**Task item:** From the line containing "filename apps/forum-api/src/bin/generate_openapi.rs" to the last line of the records below, repeat every line exactly and add nothing else.

▬▬▬▬▬▬

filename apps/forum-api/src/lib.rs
pub mod auth;
pub mod chat;
pub mod config;
pub mod db;
pub mod error;
pub mod models;
pub mod routes;
pub mod store;

use std::sync::Arc;

use auth::session::SessionStore;
use chat::dispatch::ChatDispatcher;
use chat::registry::ConnectionRegistry;
use config::Config;
use store::{MessageStore, UserDirectory};

/// Shared application state available to all route handlers.
#[derive(Clone)]
pub struct AppState {
    pub users: Arc<dyn UserDirectory>,
    pub messages: Arc<dyn MessageStore>,
    pub sessions: Arc<SessionStore>,
    pub registry: Arc<ConnectionRegistry>,
    pub dispatcher: ChatDispatcher,
    pub config: Arc<Config>,
}
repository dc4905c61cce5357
pub mod message;
pub mod user;
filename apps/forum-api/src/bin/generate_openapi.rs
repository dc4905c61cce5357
use utoipa::OpenApi;

fn main() {
    let spec = forum_api::routes::ApiDoc::openapi().to_pretty_json().unwrap();
    let out = std::path::Path::new(env!("CARGO_MANIFEST_DIR"))
        .join("../../specs/forum-api.json");
    if let Some(parent) = out.parent() {
        std::fs::create_dir_all(parent).unwrap();
    }
    std::fs::write(&out, spec).unwrap();
    println!("Wrote {}", out.display());
}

▬▬▬▬▬▬

**Exercise response:**
filename apps/forum-api/src/bin/generate_openapi.rs
repository dc4905c61cce5357
use utoipa::OpenApi;

fn main() {
    let spec = forum_api::routes::ApiDoc::openapi().to_pretty_json().unwrap();
    let out = std::path::Path::new(env!("CARGO_MANIFEST_DIR"))
        .join("../../specs/forum-api.json");
    if let Some(parent) = out.parent() {
        std::fs::create_dir_all(parent).unwrap();
    }
    std::fs::write(&out, spec).unwrap();
    println!("Wrote {}", out.display());
}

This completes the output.